━━ Recorded information ━━

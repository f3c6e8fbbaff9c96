//! Shader Module Cache
//!
//! Backend shader modules keyed by the xxh3-128 of their final text, and
//! [`ShaderProgram`]s (the modules of one processed shader) keyed by the
//! processed shader's content key. Program ids are interned from that content
//! key, so they stay stable when the cache is rebuilt after device loss.
//!
//! Compiler messages arrive asynchronously. Each new module spawns a task on
//! the device's local executor that logs them with source context.

use std::rc::Rc;

use futures::executor::LocalSpawner;
use futures::task::LocalSpawnExt;
use rustc_hash::FxHashMap;
use xxhash_rust::xxh3::xxh3_128;

use crate::device::backend::GpuBackend;
use crate::shader::diagnostics::log_messages;
use crate::shader::{ProcessedShader, ProcessedStages};
use crate::utils::KeyInterner;

/// Compiled stages of one processed shader.
pub enum ProgramStages<B: GpuBackend> {
    Render {
        vertex: B::ShaderModule,
        fragment: B::ShaderModule,
    },
    Compute {
        compute: B::ShaderModule,
    },
}

pub struct ShaderProgram<B: GpuBackend> {
    id: u32,
    name: String,
    stages: ProgramStages<B>,
}

impl<B: GpuBackend> ShaderProgram<B> {
    /// Content-derived identity used in pipeline keys.
    #[inline]
    #[must_use]
    pub fn id(&self) -> u32 {
        self.id
    }

    #[inline]
    #[must_use]
    pub fn name(&self) -> &str {
        &self.name
    }

    #[inline]
    #[must_use]
    pub fn stages(&self) -> &ProgramStages<B> {
        &self.stages
    }
}

pub struct ShaderModuleCache<B: GpuBackend> {
    modules: FxHashMap<u128, B::ShaderModule>,
    programs: FxHashMap<u128, Rc<ShaderProgram<B>>>,
    context_lines: usize,
}

impl<B: GpuBackend> ShaderModuleCache<B> {
    #[must_use]
    pub fn new(context_lines: usize) -> Self {
        Self {
            modules: FxHashMap::default(),
            programs: FxHashMap::default(),
            context_lines,
        }
    }

    /// Module compiled from `source`, created on first request.
    pub fn module(
        &mut self,
        backend: &B,
        label: &str,
        source: &str,
        spawner: &LocalSpawner,
    ) -> B::ShaderModule {
        let hash = xxh3_128(source.as_bytes());
        if let Some(module) = self.modules.get(&hash) {
            return module.clone();
        }

        log::debug!("Compiling shader module '{label}' ({hash:032x})");
        let module = backend.create_shader_module(label, source);

        let messages = backend.compilation_messages(&module);
        let label = label.to_string();
        let source = source.to_string();
        let context = self.context_lines;
        let report = async move {
            let messages = messages.await;
            if !messages.is_empty() {
                log_messages(&label, &source, &messages, context);
            }
        };
        if let Err(err) = spawner.spawn_local(report) {
            log::error!("Failed to schedule shader diagnostics: {err}");
        }

        self.modules.insert(hash, module.clone());
        module
    }

    /// Program of a processed shader, compiling missing modules.
    pub fn program(
        &mut self,
        backend: &B,
        keys: &mut KeyInterner,
        name: &str,
        processed: &ProcessedShader,
        spawner: &LocalSpawner,
    ) -> Rc<ShaderProgram<B>> {
        let content_key = processed.content_key();
        if let Some(program) = self.programs.get(&content_key) {
            return Rc::clone(program);
        }

        let stages = match &processed.stages {
            ProcessedStages::Render { vertex, fragment } => ProgramStages::Render {
                vertex: self.module(backend, &format!("{name} (vertex)"), vertex, spawner),
                fragment: self.module(backend, &format!("{name} (fragment)"), fragment, spawner),
            },
            ProcessedStages::Compute { compute } => ProgramStages::Compute {
                compute: self.module(backend, &format!("{name} (compute)"), compute, spawner),
            },
        };
        let program = Rc::new(ShaderProgram {
            id: keys.intern(&format!("program:{content_key:032x}")),
            name: name.to_string(),
            stages,
        });
        self.programs.insert(content_key, Rc::clone(&program));
        program
    }

    #[must_use]
    pub fn module_count(&self) -> usize {
        self.modules.len()
    }

    #[must_use]
    pub fn program_count(&self) -> usize {
        self.programs.len()
    }

    pub fn clear(&mut self) {
        self.modules.clear();
        self.programs.clear();
    }
}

━━━

▶ _Task to carry out_: Your answer should be each line of the data that contains the word "ProcessedShader", copied as it stands.

▶ _Answer section_:
use crate::shader::{ProcessedShader, ProcessedStages};
        processed: &ProcessedShader,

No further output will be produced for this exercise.